(Dataset entries)
○ ○ ○

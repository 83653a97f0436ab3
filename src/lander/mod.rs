//! Lander module: flight core, its physics seam, and the Bevy systems that drive it.
//!
//! ## Sub-module layout
//!
//! | Module | Responsibility |
//! |--------|----------------|
//! | [`resource_pool`] | `ResourcePool`: bounded fuel with rate and fixed consumption |
//! | [`ability_gate`] | `AbilityGate`: periodic burst availability |
//! | [`events`] | `LanderState`, `LanderEvent`, and the `EventBus` observer list |
//! | [`landing`] | Touchdown classification and scoring |
//! | [`body`] | `PhysicsBody` trait, Rapier adapter, headless stand-in |
//! | [`flight`] | `FlightController`: state machine, thrust, collisions, pickups |
//! | [`systems`] | ECS systems: input, fixed-step flight, collision routing, relay, telemetry |
//!
//! All public items are re-exported at this level so the rest of the crate
//! can use flat `crate::lander::*` imports.

pub mod ability_gate;
pub mod body;
pub mod events;
pub mod flight;
pub mod landing;
pub mod resource_pool;
pub mod systems;

// ── Flat re-exports ───────────────────────────────────────────────────────────

pub use ability_gate::{AbilityGate, BurstRecharge};
pub use body::{BodyPose, HeadlessBody, PhysicsBody, RapierBody, RapierPose};
pub use events::{EventBus, LanderEvent, LanderObserver, LanderState, SubscriptionId};
pub use flight::{FlightController, FlightTuning, LanderInput, OverlapTags};
pub use landing::{evaluate_landing, Contact, LandingOutcome, LandingRules, LandingType};
pub use resource_pool::ResourcePool;
pub use systems::{
    keyboard_to_input_system, lander_collision_system, lander_flight_system,
    lander_overlap_system, lander_telemetry_system, relay_lander_events_system,
    LanderTelemetry,
};

use crate::config::LanderConfig;
use crate::error::{validate_pad_multiplier, LanderResult};
use bevy::prelude::*;
use bevy_rapier2d::prelude::*;

// ── Components ────────────────────────────────────────────────────────────────

/// Marker component for the lander entity.
#[derive(Component)]
pub struct Lander;

/// Lander velocity captured before the physics step.
///
/// Rapier resolves the contact before reporting it, so the post-step
/// velocity of a lander that just hit the ground is already near zero.
/// Impact speed is measured from this value instead.
#[derive(Component, Debug, Default, Clone, Copy)]
pub struct PreStepVelocity(pub Vec2);

/// A surface the lander may land on.
#[derive(Component, Debug, Clone, Copy, PartialEq)]
pub struct LandingPad {
    score_multiplier: f32,
}

impl LandingPad {
    /// `pad_index` is only used to label the error.
    pub fn new(pad_index: usize, score_multiplier: f32) -> LanderResult<Self> {
        validate_pad_multiplier(pad_index, score_multiplier)?;
        Ok(Self { score_multiplier })
    }

    #[inline]
    pub fn score_multiplier(&self) -> f32 {
        self.score_multiplier
    }
}

/// Sensor that refills fuel on overlap.
#[derive(Component)]
pub struct FuelPickup;

/// Sensor that awards a coin on overlap.
#[derive(Component)]
pub struct CoinPickup;

// ── Plugin ────────────────────────────────────────────────────────────────────

/// Registers the lander resources, messages and systems.
///
/// The flight tick runs in `FixedUpdate`; collision routing runs in
/// `FixedPostUpdate` after Rapier's writeback, so the physics plugin must be
/// stepped on the fixed schedule as well.
pub struct LanderPlugin;

impl Plugin for LanderPlugin {
    fn build(&self, app: &mut App) {
        app.insert_resource(EventBus::with_message_relay())
            .init_resource::<LanderInput>()
            .init_resource::<LanderTelemetry>()
            .add_message::<LanderEvent>()
            .add_systems(Update, keyboard_to_input_system)
            .add_systems(FixedUpdate, lander_flight_system)
            .add_systems(
                FixedPostUpdate,
                (
                    lander_collision_system,
                    lander_overlap_system,
                    relay_lander_events_system,
                    lander_telemetry_system,
                )
                    .chain()
                    .after(PhysicsSet::Writeback),
            );
    }
}

// ── Lander spawn ──────────────────────────────────────────────────────────────

/// Spawn the lander at the configured start point, floating with gravity off.
///
/// Collision events are enabled so pad, terrain and pickup contacts reach
/// [`lander_collision_system`] and [`lander_overlap_system`].
pub fn spawn_lander(mut commands: Commands, config: Res<LanderConfig>) {
    let controller = match FlightController::from_config(&config) {
        Ok(controller) => controller,
        Err(e) => {
            error!("Lander not spawned: {e}");
            return;
        }
    };

    commands.spawn((
        Lander,
        controller,
        PreStepVelocity::default(),
        crate::visuals::ThrusterVisuals::default(),
        crate::visuals::BurstFlame::new(
            config.burst_flame_duration,
            config.burst_flame_shake_degrees,
        ),
        // Physics
        RigidBody::Dynamic,
        Collider::cuboid(config.lander_half_width, config.lander_half_height),
        Velocity::zero(),
        ExternalForce::default(),
        ExternalImpulse::default(),
        GravityScale(0.0),
        Damping {
            linear_damping: config.lander_linear_damping,
            angular_damping: config.lander_angular_damping,
        },
        ActiveEvents::COLLISION_EVENTS,
        // Transform / visibility
        Transform::from_translation(config.spawn_position().extend(0.0)),
        Visibility::default(),
    ));

    info!("Lander spawned at {:?}", config.spawn_position());
}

○ ○ ○

### YOUR ASSIGNMENT
Filter the data for the string "PreStepVelocity". Copy each matching line.

### THE ANSWER
pub struct PreStepVelocity(pub Vec2);
        PreStepVelocity::default(),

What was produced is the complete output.